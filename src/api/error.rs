use axum::{
    http::StatusCode,
    response::{IntoResponse, Json, Response},
};
use serde::Serialize;

#[derive(Debug, Serialize)]
pub struct ErrorResponse {
    pub error: String,
}

impl ErrorResponse {
    pub fn new(message: &str) -> Self {
        Self {
            error: message.to_string(),
        }
    }
}

/// Failures a handler reports to its caller. Sibling lookup failures never
/// show up here; they degrade to empty lists during expansion.
#[derive(Debug, thiserror::Error)]
pub enum ApiError {
    #[error("{0}")]
    BadRequest(String),
    #[error("{0}")]
    NotFound(String),
    #[error("{0}")]
    Storage(String),
    #[error("Error encoding response: {0}")]
    Encoding(#[from] serde_json::Error),
}

pub type ApiResult<T> = Result<T, ApiError>;

impl ApiError {
    pub fn bad_request(message: impl Into<String>) -> Self {
        ApiError::BadRequest(message.into())
    }

    pub fn not_found(message: impl Into<String>) -> Self {
        ApiError::NotFound(message.into())
    }

    /// Wrap a store failure, keeping its full context chain in the message.
    pub fn storage(action: &str, err: anyhow::Error) -> Self {
        log::error!("{}: {:#}", action, err);
        ApiError::Storage(format!("{}: {:#}", action, err))
    }

    pub fn status(&self) -> StatusCode {
        match self {
            ApiError::BadRequest(_) => StatusCode::BAD_REQUEST,
            ApiError::NotFound(_) => StatusCode::NOT_FOUND,
            ApiError::Storage(_) | ApiError::Encoding(_) => StatusCode::INTERNAL_SERVER_ERROR,
        }
    }
}

impl IntoResponse for ApiError {
    fn into_response(self) -> Response {
        (self.status(), Json(ErrorResponse::new(&self.to_string()))).into_response()
    }
}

────────────────

**TASK TO CARRY OUT**
Nothing but the lines from the one with "ApiError::BadRequest(message.into())" through the end of the data above should be reproduced, each exactly, both ends included.

**EXERCISE RESPONSE**
        ApiError::BadRequest(message.into())
    }

    pub fn not_found(message: impl Into<String>) -> Self {
        ApiError::NotFound(message.into())
    }

    /// Wrap a store failure, keeping its full context chain in the message.
    pub fn storage(action: &str, err: anyhow::Error) -> Self {
        log::error!("{}: {:#}", action, err);
        ApiError::Storage(format!("{}: {:#}", action, err))
    }

    pub fn status(&self) -> StatusCode {
        match self {
            ApiError::BadRequest(_) => StatusCode::BAD_REQUEST,
            ApiError::NotFound(_) => StatusCode::NOT_FOUND,
            ApiError::Storage(_) | ApiError::Encoding(_) => StatusCode::INTERNAL_SERVER_ERROR,
        }
    }
}

impl IntoResponse for ApiError {
    fn into_response(self) -> Response {
        (self.status(), Json(ErrorResponse::new(&self.to_string()))).into_response()
    }
}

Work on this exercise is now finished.